Look through the lines below and copy each one that includes "arrays".

(Stored items)
== Segment start ==

//! Core types for the tour segmenter
//!
//! This module defines the data structures that flow between the engine
//! components: the raw sample arrays of a tour, marker indices, segment
//! boundaries, break classifications, smoothed channels and segment records.

use serde::{Deserialize, Serialize};
use std::collections::BTreeSet;
use std::fmt;
use std::ops::BitOr;

use crate::error::ComputeError;

/// Identifies one data channel of a tour
#[derive(Debug, Clone, Copy, PartialEq, Eq, Hash, Serialize, Deserialize)]
#[serde(rename_all = "lowercase")]
pub enum Channel {
    Time,
    Distance,
    Altitude,
    Pulse,
    Marker,
}

impl Channel {
    pub fn as_str(&self) -> &'static str {
        match self {
            Channel::Time => "time",
            Channel::Distance => "distance",
            Channel::Altitude => "altitude",
            Channel::Pulse => "pulse",
            Channel::Marker => "marker",
        }
    }
}

impl fmt::Display for Channel {
    fn fmt(&self, f: &mut fmt::Formatter<'_>) -> fmt::Result {
        f.write_str(self.as_str())
    }
}

/// Bit set of the optional channels a tour provides or a segmenter requires.
///
/// Time is always present and therefore never part of the set.
#[derive(Debug, Clone, Copy, PartialEq, Eq, Hash, Default, Serialize, Deserialize)]
#[serde(transparent)]
pub struct Channels(u8);

impl Channels {
    pub const NONE: Channels = Channels(0);
    pub const ALTITUDE: Channels = Channels(1 << 0);
    pub const DISTANCE: Channels = Channels(1 << 1);
    pub const PULSE: Channels = Channels(1 << 2);
    pub const MARKER: Channels = Channels(1 << 3);

    const ALL: [(Channels, Channel); 4] = [
        (Channels::ALTITUDE, Channel::Altitude),
        (Channels::DISTANCE, Channel::Distance),
        (Channels::PULSE, Channel::Pulse),
        (Channels::MARKER, Channel::Marker),
    ];

    /// Channels available for a tour and its markers
    pub fn of(series: &TimeSeries, markers: &MarkerSet) -> Channels {
        let mut channels = series.channels();
        if !markers.is_empty() {
            channels = channels | Channels::MARKER;
        }
        channels
    }

    pub fn contains(self, other: Channels) -> bool {
        self.0 & other.0 == other.0
    }

    /// Channels of `required` which are not in `self`
    pub fn missing(self, required: Channels) -> Channels {
        Channels(required.0 & !self.0)
    }

    pub fn is_empty(self) -> bool {
        self.0 == 0
    }

    pub fn iter(self) -> impl Iterator<Item = Channel> {
        Self::ALL
            .into_iter()
            .filter(move |(bit, _)| self.contains(*bit))
            .map(|(_, channel)| channel)
    }
}

impl BitOr for Channels {
    type Output = Channels;

    fn bitor(self, rhs: Channels) -> Channels {
        Channels(self.0 | rhs.0)
    }
}

impl fmt::Display for Channels {
    fn fmt(&self, f: &mut fmt::Formatter<'_>) -> fmt::Result {
        if self.is_empty() {
            return f.write_str("none");
        }
        let names: Vec<&str> = self.iter().map(|c| c.as_str()).collect();
        f.write_str(&names.join(", "))
    }
}

/// Parallel sample arrays of one recorded tour.
///
/// `time` is always present. Every other channel is either present for all
/// samples or absent. Instances are validated on construction and immutable
/// afterwards; derived series are produced as new values.
#[derive(Debug, Clone, PartialEq, Serialize)]
pub struct TimeSeries {
    /// Seconds relative to the tour start, non-decreasing
    time: Vec<u32>,
    /// Meters, non-decreasing
    distance: Option<Vec<f64>>,
    /// Meters
    altitude: Option<Vec<f64>>,
    /// Beats per minute
    pulse: Option<Vec<f64>>,
}

impl TimeSeries {
    /// Create a series from the time channel
    pub fn new(time: Vec<u32>) -> Result<Self, ComputeError> {
        if time.is_empty() {
            return Err(ComputeError::InvalidSeries(
                "time channel must contain at least one sample".to_string(),
            ));
        }

        if let Some(index) = time.windows(2).position(|w| w[1] < w[0]) {
            return Err(ComputeError::InvalidSeries(format!(
                "time decreases at sample {}",
                index + 1
            )));
        }

        Ok(Self {
            time,
            distance: None,
            altitude: None,
            pulse: None,
        })
    }

    /// Attach the distance channel (meters, non-decreasing)
    pub fn with_distance(mut self, distance: Vec<f64>) -> Result<Self, ComputeError> {
        self.check_channel(Channel::Distance, &distance)?;

        if let Some(index) = distance.windows(2).position(|w| w[1] < w[0]) {
            return Err(ComputeError::InvalidSeries(format!(
                "distance decreases at sample {}",
                index + 1
            )));
        }

        self.distance = Some(distance);
        Ok(self)
    }

    /// Attach the altitude channel (meters)
    pub fn with_altitude(mut self, altitude: Vec<f64>) -> Result<Self, ComputeError> {
        self.check_channel(Channel::Altitude, &altitude)?;
        self.altitude = Some(altitude);
        Ok(self)
    }

    /// Attach the pulse channel (bpm)
    pub fn with_pulse(mut self, pulse: Vec<f64>) -> Result<Self, ComputeError> {
        self.check_channel(Channel::Pulse, &pulse)?;
        self.pulse = Some(pulse);
        Ok(self)
    }

    fn check_channel(&self, channel: Channel, values: &[f64]) -> Result<(), ComputeError> {
        if values.len() != self.time.len() {
            return Err(ComputeError::ChannelLengthMismatch {
                channel,
                expected: self.time.len(),
                actual: values.len(),
            });
        }

        if let Some(index) = values.iter().position(|v| !v.is_finite()) {
            return Err(ComputeError::InvalidSeries(format!(
                "{channel} is not finite at sample {index}"
            )));
        }

        Ok(())
    }

    pub fn len(&self) -> usize {
        self.time.len()
    }

    /// Always false, a series holds at least one sample
    pub fn is_empty(&self) -> bool {
        self.time.is_empty()
    }

    pub fn last_index(&self) -> usize {
        self.time.len() - 1
    }

    pub fn time(&self) -> &[u32] {
        &self.time
    }

    pub fn distance(&self) -> Option<&[f64]> {
        self.distance.as_deref()
    }

    pub fn altitude(&self) -> Option<&[f64]> {
        self.altitude.as_deref()
    }

    pub fn pulse(&self) -> Option<&[f64]> {
        self.pulse.as_deref()
    }

    pub fn require_distance(&self) -> Result<&[f64], ComputeError> {
        self.distance()
            .ok_or(ComputeError::MissingChannel(Channel::Distance))
    }

    pub fn require_altitude(&self) -> Result<&[f64], ComputeError> {
        self.altitude()
            .ok_or(ComputeError::MissingChannel(Channel::Altitude))
    }

    pub fn require_pulse(&self) -> Result<&[f64], ComputeError> {
        self.pulse().ok_or(ComputeError::MissingChannel(Channel::Pulse))
    }

    /// Seconds elapsed between the previous sample and `index` (0 for the first sample)
    pub fn elapsed(&self, index: usize) -> u32 {
        if index == 0 {
            0
        } else {
            self.time[index] - self.time[index - 1]
        }
    }

    /// Seconds between the first and the last sample
    pub fn recording_time(&self) -> u32 {
        self.time[self.last_index()] - self.time[0]
    }

    /// Meters between the first and the last sample, 0 without distance
    pub fn total_distance(&self) -> f64 {
        self.distance()
            .map(|d| d[d.len() - 1] - d[0])
            .unwrap_or(0.0)
    }

    /// Optional channels present in this series
    pub fn channels(&self) -> Channels {
        let mut channels = Channels::NONE;
        if self.distance.is_some() {
            channels = channels | Channels::DISTANCE;
        }
        if self.altitude.is_some() {
            channels = channels | Channels::ALTITUDE;
        }
        if self.pulse.is_some() {
            channels = channels | Channels::PULSE;
        }
        channels
    }

    /// Copy of this series with the altitude channel replaced
    pub fn replace_altitude(&self, altitude: Vec<f64>) -> Result<Self, ComputeError> {
        let mut series = self.clone();
        series.altitude = None;
        series.with_altitude(altitude)
    }
}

== Segment end ==

■ TASK OUTPUT:
//! components: the raw sample arrays of a tour, marker indices, segment
/// Parallel sample arrays of one recorded tour.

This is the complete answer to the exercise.